Peter opened Paul the door

Leofranc Holford-Strevens

English-speakers who have not had the good fortune to be exposed early to Greek or Latin, or even to their own language as it existed before the Norman Conquest, tend to find the notion of grammatical case baffling despite the survival in English of a genitive case (renamed possessive) and the distinction between subject and object pronouns in the first and third persons. Evidently, the alleged Irish saying that when it comes to politics the English are born three whiskeys down applies no less to grammar. Others, made of sterner stuff, having learned to distinguish between in urbem and in urbe, in die Stadt and in der Stadt, will find that this is only the beginning. Some languages, such as Finnish, not only have cases of destination, position and departure, but distinguish interior from exterior: ‘into’, ‘in’, ‘out of’ demand a different set of cases from ‘to’, ‘on/at’, ‘off/from’ (at least, that is the theory; actual usage is far more complex). There are also languages in which nouns may take more than one case-ending, as when in Old Georgian a noun in the genitive further adds the same case-ending as the noun it qualifies; but even English can contribute the double genitives hers and theirs, and shares with Danish the phrasal genitive the king of Spain’s daughter.

The nature and the manifestations of case are the subject of the new Oxford Handbook; anyone who wishes to understand the phenomenon of case from any point of view will find something of interest in its 57 chapters (not counting the introduction) by 62 authors or co-authors. The breadth of treatment will be apparent even from the titles of the seven parts into which the book is divided: ‘Theoretical Approaches to Case’; ‘Morphology of Case’; ‘Syntax of Case’; ‘Case in (Psycho)linguistic Disciplines’; ‘Areal and Diachronic Issues’; ‘Individual Cases: Cross-Linguistic Overviews’; ‘Sketches of Case Systems’. To make sense of the whole, readers would have to be familiar with a plethora of technical terms, not all of which are explained, and abbreviations, not all of which are expanded; what f-structures and c-structures are the profane must find out for themselves. It is not evident why some languages are the focus of whole chapters and others merely furnish examples, even if, like Finnish and Hindi/Urdu, they are cited by several contributors. But such things are inevitable in multi-author volumes not written to a formula.

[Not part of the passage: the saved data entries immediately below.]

/// Decodes a BeiDou D2 (GEO) ephemeris from the packed subframe 1 pages.
pub fn decode_bds_d2(scratch: &[u8], sv: SV) -> Option<Ephemeris> {
    let page = |p: usize| &scratch[(p - 1) * D2_STRIDE..p * D2_STRIDE];

    // every page tags its own number
    for p in 1..=10 {
        if getbitu(page(p), 0, 4) != p as u32 {
            return None;
        }
    }

    let mut eph = Ephemeris::new(sv);

    let p1 = page(1);
    eph.svh = getbitu(p1, 4, 1) as i32;
    eph.iodc = getbitu(p1, 5, 5) as i32;
    eph.sva = getbitu(p1, 10, 4) as i32;
    let week = getbitu(p1, 14, 13) as i32;
    let toc = getbitu(p1, 27, 17) as f64 * 8.0;
    eph.tgd[0] = getbits(p1, 44, 10) as f64 * 1e-10;
    eph.tgd[1] = getbits(p1, 54, 10) as f64 * 1e-10;

    let p3 = page(3);
    eph.f0 = getbits2(p3, 4, 12, 16, 12) as f64 * P2_33;
    let f1_msb = getbitu(p3, 28, 4);

    let p4 = page(4);
    let f1_lsb = getbitu(p4, 4, 18);
    eph.f1 = sign_extend(((f1_msb << 18) + f1_lsb) as i64, 22) as f64 * P2_50;
    eph.f2 = getbits(p4, 22, 11) as f64 * P2_66;
    eph.iode = getbitu(p4, 33, 5) as i32;
    eph.deln = getbits(p4, 38, 16) as f64 * P2_43 * SC2RAD;
    let cuc_msb = getbitu(p4, 54, 14);

    let p5 = page(5);
    let cuc_lsb = getbitu(p5, 4, 4);
    eph.cuc = sign_extend(((cuc_msb << 4) + cuc_lsb) as i64, 18) as f64 * P2_31;
    eph.m0 = getbits(p5, 8, 32) as f64 * P2_31 * SC2RAD;
    eph.cus = getbits(p5, 40, 18) as f64 * P2_31;
    let e_msb = getbitu(p5, 58, 10);

    let p6 = page(6);
    let e_lsb = getbitu(p6, 4, 22);
    eph.e = (((e_msb as u64) << 22) + e_lsb as u64) as f64 * P2_33;
    let sqrt_a = getbitu(p6, 26, 32) as f64 * P2_19;
    eph.a = sqrt_a * sqrt_a;
    let cic_msb = getbitu(p6, 58, 10);

    let p7 = page(7);
    let cic_lsb = getbitu(p7, 4, 8);
    eph.cic = sign_extend(((cic_msb << 8) + cic_lsb) as i64, 18) as f64 * P2_31;
    eph.cis = getbits(p7, 12, 18) as f64 * P2_31;
    eph.toes = getbitu(p7, 30, 17) as f64 * 8.0;
    let i0_msb = getbitu(p7, 47, 21);

    let p8 = page(8);
    let i0_lsb = getbitu(p8, 4, 11);
    eph.i0 = sign_extend((((i0_msb as u64) << 11) + i0_lsb as u64) as i64, 32) as f64
        * P2_31
        * SC2RAD;
    eph.crc = getbits(p8, 15, 18) as f64 * P2_6;
    eph.crs = getbits(p8, 33, 18) as f64 * P2_6;
    let omgd_msb = getbitu(p8, 51, 19);

    let p9 = page(9);
    let omgd_lsb = getbitu(p9, 4, 5);
    eph.omgd = sign_extend(((omgd_msb << 5) + omgd_lsb) as i64, 24) as f64 * P2_43 * SC2RAD;
    eph.omg0 = getbits(p9, 9, 32) as f64 * P2_31 * SC2RAD;
    let omg_msb = getbitu(p9, 41, 27);

    let p10 = page(10);
    let omg_lsb = getbitu(p10, 4, 5);
    eph.omg = sign_extend((((omg_msb as u64) << 5) + omg_lsb as u64) as i64, 32) as f64
        * P2_31
        * SC2RAD;
    eph.idot = getbits(p10, 9, 14) as f64 * P2_43 * SC2RAD;

    // D2 message structure marker
    eph.flag = 2;
    eph.week = week;
    eph.toe = Epoch::from_bdt(week, eph.toes).bdt_to_gpst();
    eph.toc = bdt_adjust_tow(toc, eph.toe);
    eph.ttr = eph.toe;
    Some(eph)
}

fn sign_extend(value: i64, bits: u32) -> i64 {
    let shift = 64 - bits;
    (value << shift) >> shift
}

/// Decodes a NavIC/IRNSS ephemeris from parity-stripped subframes 1-2.
pub fn decode_irn_nav(scratch: &[u8], sv: SV, tref: Epoch) -> Option<Ephemeris> {
    let sf1 = &scratch[0..37];
    let sf2 = &scratch[37..74];

    for (i, sf) in [sf1, sf2].iter().enumerate() {
        if getbitu(sf, 27, 2) != i as u32 {
            return None;
        }
    }

    let mut eph = Ephemeris::new(sv);

    // subframe 1
    let tow = getbitu(sf1, 8, 17) as f64 * 12.0;
    let week = getbitu(sf1, 30, 10) as i32;
    eph.f0 = getbits(sf1, 40, 22) as f64 * P2_31;
    eph.f1 = getbits(sf1, 62, 16) as f64 * P2_43;
    eph.f2 = getbits(sf1, 78, 8) as f64 * P2_55;
    eph.sva = getbitu(sf1, 86, 4) as i32;
    let toc = getbitu(sf1, 90, 16) as f64 * 16.0;
    eph.tgd[0] = getbits(sf1, 106, 8) as f64 * P2_31;
    eph.deln = getbits(sf1, 114, 22) as f64 * P2_41 * SC2RAD;
    eph.iode = getbitu(sf1, 136, 8) as i32;
    eph.iodc = eph.iode;
    eph.svh = getbitu(sf1, 154, 2) as i32;
    eph.cuc = getbits(sf1, 156, 15) as f64 * P2_28;
    eph.cus = getbits(sf1, 171, 15) as f64 * P2_28;
    eph.cic = getbits(sf1, 186, 15) as f64 * P2_28;
    eph.cis = getbits(sf1, 201, 15) as f64 * P2_28;
    eph.crc = getbits(sf1, 216, 15) as f64 * 0.0625;
    eph.crs = getbits(sf1, 231, 15) as f64 * 0.0625;
    eph.idot = getbits(sf1, 246, 15) as f64 * P2_43 * SC2RAD;

    // subframe 2
    eph.m0 = getbits(sf2, 8, 32) as f64 * P2_31 * SC2RAD;
    eph.toes = getbitu(sf2, 40, 16) as f64 * 16.0;
    eph.e = getbitu(sf2, 56, 32) as f64 * P2_33;
    let sqrt_a = getbitu(sf2, 88, 32) as f64 * P2_19;
    eph.a = sqrt_a * sqrt_a;
    eph.omg0 = getbits(sf2, 120, 32) as f64 * P2_31 * SC2RAD;
    eph.omg = getbits(sf2, 152, 32) as f64 * P2_31 * SC2RAD;
    eph.omgd = getbits(sf2, 184, 22) as f64 * P2_41 * SC2RAD;
    eph.i0 = getbits(sf2, 206, 32) as f64 * P2_31 * SC2RAD;

    eph.week = adjust_gps_week(week, week_reference(tref));
    eph.toe = Epoch::from_gpst(eph.week, eph.toes);
    eph.toc = adjust_tow(toc, eph.toe);
    eph.ttr = adjust_tow(tow, eph.toe);
    Some(eph)
}

#[cfg(test)]
mod test {
    use super::*;
    use crate::bits::{setbits, setbitu};
    use gnss_core::constellation::Constellation;

    /// Builds the three LNAV subframes for a synthetic ephemeris and checks
    /// the decode against the injected values.
    #[test]
    fn lnav_roundtrip() {
        let sv = SV::new(Constellation::GPS, 12);
        let mut scratch = [0u8; 150];

        let week10 = 2151 % 1024;
        let iodc: u32 = 0x15A;
        let iode = iodc & 0xFF;

        {
            let sf1 = &mut scratch[0..30];
            setbitu(sf1, 24, 17, 101_000 / 6);
            setbitu(sf1, 43, 3, 1);
            setbitu(sf1, 48, 10, week10 as u32);
            setbitu(sf1, 58, 2, 1);
            setbitu(sf1, 60, 4, 2);
            setbitu(sf1, 64, 6, 0);
            setbitu(sf1, 70, 2, iodc >> 8);
            setbits(sf1, 160, 8, -10); // tgd counts
            setbitu(sf1, 168, 8, iodc & 0xFF);
            setbitu(sf1, 176, 16, 100_800 / 16);
            setbits(sf1, 192, 8, 0);
            setbits(sf1, 200, 16, -3);
            setbits(sf1, 216, 22, 12345);
        }
        {
            let sf2 = &mut scratch[30..60];
            setbitu(sf2, 43, 3, 2);
            setbitu(sf2, 48, 8, iode);
            setbits(sf2, 56, 16, 87);
            setbits(sf2, 72, 16, 150);
            // m0 = 0.25 semicircle: 0.25 / 2^-31 = 2^29, msb byte 0x20
            setbits(sf2, 80, 8, 0x20);
            setbitu(sf2, 96, 24, 0);
            setbits(sf2, 120, 16, -20);
            // e = 0.01 / 2^-33
            let e_counts = (0.01 / P2_33) as u32;
            setbitu(sf2, 136, 8, e_counts >> 24);
            setbitu(sf2, 144, 24, e_counts & 0xFFFFFF);
            setbits(sf2, 168, 16, 21);
            let sqrta_counts = (5153.6 / P2_19) as u32;
            setbitu(sf2, 184, 8, sqrta_counts >> 24);
            setbitu(sf2, 192, 24, sqrta_counts & 0xFFFFFF);
            setbitu(sf2, 216, 16, 100_800 / 16);
            setbitu(sf2, 232, 1, 0);
        }
        {
            let sf3 = &mut scratch[60..90];
            setbitu(sf3, 43, 3, 3);
            setbits(sf3, 48, 16, 11);
            setbits(sf3, 64, 8, 0);
            setbitu(sf3, 72, 24, 100);
            setbits(sf3, 96, 16, -9);
            // i0 = 0.125 semicircle: msb byte 0x10
            setbits(sf3, 112, 8, 0x10);
            setbitu(sf3, 120, 24, 0);
            setbits(sf3, 144, 16, 250);
            setbits(sf3, 160, 8, 0);
            setbitu(sf3, 168, 24, 4242);
            setbits(sf3, 192, 24, -800);
            setbitu(sf3, 216, 8, iode);
            setbits(sf3, 224, 14, 12);
        }

        let tref = Epoch::from_gpst(2151, 100_000.0);
        let eph = decode_lnav_ephemeris(&scratch, sv, tref).unwrap();

        assert_eq!(eph.iodc, iodc as i32);
        assert_eq!(eph.iode, iode as i32);
        assert_eq!(eph.week, 2151);
        assert!((eph.toes - 100_800.0).abs() < 1e-9);
        assert!((eph.e - 0.01).abs() < P2_33);
        assert!((eph.a - 5153.6 * 5153.6).abs() < 1.0);
        assert!((eph.m0 - 0.25 * SC2RAD).abs() < 1e-9);
        assert!((eph.i0 - 0.125 * SC2RAD).abs() < 1e-9);
        assert!((eph.tgd[0] - -10.0 * P2_31).abs() < 1e-15);
        let (_, toc_tow) = eph.toc.to_gpst();
        assert!((toc_tow - 100_800.0).abs() < 1e-9);
    }

    #[test]
    fn lnav_rejects_iode_mismatch() {
        let sv = SV::new(Constellation::GPS, 1);
        let mut scratch = [0u8; 150];
        setbitu(&mut scratch[0..30], 43, 3, 1);
        setbitu(&mut scratch[0..30], 168, 8, 0x10);
        setbitu(&mut scratch[30..60], 43, 3, 2);
        setbitu(&mut scratch[30..60], 48, 8, 0x10);
        setbitu(&mut scratch[60..90], 43, 3, 3);
        setbitu(&mut scratch[60..90], 216, 8, 0x11); // different IODE
        assert!(decode_lnav_ephemeris(&scratch, sv, Epoch::from_gpst(2151, 0.0)).is_none());
    }

    #[test]
    fn glonass_strings_roundtrip() {
        let sv = SV::new(Constellation::Glonass, 10);
        let mut scratch = [0u8; 60];

        // string 1: frame time 12:34:30, x state
        {
            let s1 = &mut scratch[0..11];
            setbitu(s1, 1, 4, 1);
            setbitu(s1, 9, 5, 12);
            setbitu(s1, 14, 6, 34);
            setbitu(s1, 20, 1, 1);
            // vel -1234 counts, acc +3, pos -5_000_000 counts
            setbitu(s1, 21, 1, 1);
            setbitu(s1, 22, 23, 1234);
            setbitu(s1, 45, 1, 0);
            setbitu(s1, 46, 4, 3);
            setbitu(s1, 50, 1, 1);
            setbitu(s1, 51, 26, 5_000_000);
        }
        // string 2: tb = 40 (10:00 within day), y state
        {
            let s2 = &mut scratch[11..22];
            setbitu(s2, 1, 4, 2);
            setbitu(s2, 5, 3, 0);
            setbitu(s2, 9, 7, 40);
            setbitu(s2, 22, 23, 100);
            setbitu(s2, 46, 4, 1);
            setbitu(s2, 51, 26, 7_000_000);
        }
        // string 3: gamma, z state
        {
            let s3 = &mut scratch[22..33];
            setbitu(s3, 1, 4, 3);
            setbitu(s3, 12, 10, 5);
            setbitu(s3, 22, 23, 200);
            setbitu(s3, 46, 4, 2);
            setbitu(s3, 51, 26, 9_000_000);
        }
        // string 4: tau
        {
            let s4 = &mut scratch[33..44];
            setbitu(s4, 1, 4, 4);
            setbitu(s4, 5, 1, 1);
            setbitu(s4, 6, 21, 98765);
            setbitu(s4, 49, 5, 7);
        }

        let tref = Epoch::from_gregorian(2021, 3, 10, 9, 30, 0.0).utc_to_gpst();
        let geph = decode_glonass_strings(&scratch, sv, -4, tref).unwrap();

        assert_eq!(geph.frq, -4);
        assert_eq!(geph.iode, 40);
        assert!((geph.vel[0] - -1234.0 * P2_20 * 1e3).abs() < 1e-9);
        assert!((geph.pos[0] - -5_000_000.0 * P2_11 * 1e3).abs() < 1e-6);
        assert!((geph.pos[1] - 7_000_000.0 * P2_11 * 1e3).abs() < 1e-6);
        assert!((geph.taun - -98765.0 * P2_30).abs() < 1e-12);
        assert_eq!(geph.age, 7);

        // toe: tb*900 - 10800 = 25200 s into the UTC day = 07:00 UTC
        let (y, m, d, hh, mm, _) = geph.toe.gpst_to_utc().to_gregorian();
        assert_eq!((y, m, d), (2021, 3, 10));
        assert_eq!((hh, mm), (7, 0));
    }

    #[test]
    fn inav_needs_matching_iod() {
        let sv = SV::new(Constellation::Galileo, 5);
        let mut scratch = [0u8; 190];
        for k in 0..5u32 {
            let base = k as usize * INAV_STRIDE;
            setbitu(&mut scratch[base..base + INAV_STRIDE], 0, 6, k + 1);
        }
        setbitu(&mut scratch[0..16], 6, 10, 77);
        setbitu(&mut scratch[16..32], 6, 10, 77);
        setbitu(&mut scratch[32..48], 6, 10, 77);
        setbitu(&mut scratch[48..64], 6, 10, 78); // stale word 4
        assert!(decode_gal_inav(&scratch, sv).is_none());

        setbitu(&mut scratch[48..64], 6, 10, 77);
        let (eph, _) = decode_gal_inav(&scratch, sv).unwrap();
        assert_eq!(eph.iode, 77);
        assert_ne!(eph.code & (1 << 9), 0);
    }
}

Even a reviewer competent in the 500 or so languages mentioned, and in all the branches of linguistics considered, could hardly produce a readable account of the book by working through it methodically from beginning to end. But in the first chapter Barry Blake sets out the basic facts and problems with admirable clarity, noting the origin of the term ‘case’ in the Greek notion of a falling away (ptōsis; in Latin, casus; in German, Fall) from the ‘upright’ or nominative form, and the Sanskrit grammarians’ still useful distinction between morphological case and semantic function. They recognised six semantic functions: the patient, the implement, the agent, the recipient, the source and the place. In the active voice of transitive verbs, the agent is in the nominative and the patient in the accusative (‘I hit him’); in the passive, the patient is in the nominative and the agent in the instrumental (‘he was hit by me’); we may add that in the participial past the nominative expresses the agent of an intransitive verb but the patient of a transitive, the agent appearing in the instrumental, an alignment known as ergative. Thus gatā gopī means ‘the milkmaid went,’ but hatā gopī sainikena means ‘the milkmaid was killed by the soldier’ or, with a different emphasis, sainikena gopī hattā ‘the soldier killed the milkmaid.’